- Born: 1940 Sopore
- Died: 4 October 2017
- Education: Government College for Women, Banasthali Vidyapith
- Occupation: Teacher

= Atiqa Bano =

Atiqa Bano (Behan Ji) (1940 – 4 October 2017) was an Indian educationist and activist for the artistic and cultural heritage of Kashmir. She established and curated the Meeras Mahal, a private museum of history and art at Highland Colony, Sopore in Baramulla Kashmir.

==Biography==
Atiqa Bano was born in 1940 in Sopore in the Kashmir North district of the princely state of Jammu and Kashmir in British India. Her father, Molvi Mohammad Yasin Masoodi, was a freedom fighter. He died when she was a few months old, and she was brought up by her mother.

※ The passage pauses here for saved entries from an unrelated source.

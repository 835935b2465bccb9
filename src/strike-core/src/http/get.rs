use crate::error::reqwest::WrappedReqwestError;
use crate::http::retryable::Retryable;
use backoff::exponential::ExponentialBackoff;
use backoff::future::retry;
use backoff::SystemClock;
use reqwest::{Client, Response};
use url::Url;

pub async fn get_with_retries(
    client: &Client,
    url: Url,
    retry_policy: ExponentialBackoff<SystemClock>,
) -> Result<Response, WrappedReqwestError> {
    let operation = || async {
        let response = client
            .get(url.clone())
            .header(reqwest::header::ACCEPT, "application/json")
            .send()
            .await
            .and_then(|resp| resp.error_for_status())
            .map_err(WrappedReqwestError);
        match response {
            Ok(doc) => Ok(doc),
            Err(e) if e.is_retryable() => Err(backoff::Error::transient(e)),
            Err(e) => Err(backoff::Error::permanent(e)),
        }
    };
    retry(retry_policy, operation).await
}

Bano obtained an undergraduate degree from the Women's College, Srinagar, followed by two master's degrees in economics and in Urdu. She then attended Banasthali Vidyapeeth in Rajasthan for a postgraduate degree in education.

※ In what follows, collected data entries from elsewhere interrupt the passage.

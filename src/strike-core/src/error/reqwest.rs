use crate::http::retryable::Retryable;
use reqwest::StatusCode;
use thiserror::Error;

// reqwest::Error's Display already includes every source, so the inner
// error is deliberately not exposed as #[source].
#[derive(Error, Debug)]
#[error("{}", .0)]
pub struct WrappedReqwestError(pub reqwest::Error);

impl WrappedReqwestError {
    pub fn status(&self) -> Option<StatusCode> {
        self.0.status()
    }
}

impl Retryable for WrappedReqwestError {
    fn is_retryable(&self) -> bool {
        let err = &self.0;
        err.is_timeout()
            || err.is_connect()
            || matches!(
                err.status(),
                Some(
                    StatusCode::REQUEST_TIMEOUT
                        | StatusCode::TOO_MANY_REQUESTS
                        | StatusCode::INTERNAL_SERVER_ERROR
                        | StatusCode::BAD_GATEWAY
                        | StatusCode::SERVICE_UNAVAILABLE
                        | StatusCode::GATEWAY_TIMEOUT
                )
            )
    }
}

Atiqa Bano died of cancer on 4 October 2017 in Sopore, aged 77.

==Career==
===Education===
Atiqa Bano started her career in 1958 as a teacher. She became a schools inspector seven years later. In 1977 she was made Chief Education Officer. In 1994, she became a joint director of school education for the state of Jammu and Kashmir. She retired as the state director of Libraries and Research in 1999.

===Welfare===
In the 1970s, Bano established the Majlis-un-Nisa, an organisation for women's welfare, helping them to achieve financial independence. Part of this was a centre that trained women in sewing skills, which was set up in building she owned that would later also house her museum of Kashmiri heritage. The organisation also instructed Women in Calligraphy and the teaching of the Qur'an.

===Museum===
Part of Bano's career as schools inspector entailed travel across the state. Encountering the diversity of material culture in Kashmir, she thought of establishing a Museum. After retirement, she began then to collect historical and cultural artefacts, especially traditional ware and old manuscripts. Initially she housed them in a derelict hostel building that was part of a college of education that her family owned. In 2001, she set up the Meeras Mahal, a heritage museum.

As the collection grew, she shifted it to a building in Highland Colony, Sopore. By now, it consisted of handwritten Qur'ans, Persian, Arabic and Sanskrit manuscripts, historical coins, an entire history of the evolution of the Kashmiri pheran (wedding trousseaus from both the Muslim and the Pandit communities), pottery, and artefacts related to the weaving of Pashmina textile.

In contrast to the Shri Pratap Singh Museum in Srinagar, which concentrated on the royal history and elite art of Kashmir, the Meeras Mahal deals with the material culture of ordinary people. As the museum has received little support from the state, it remains privately maintained.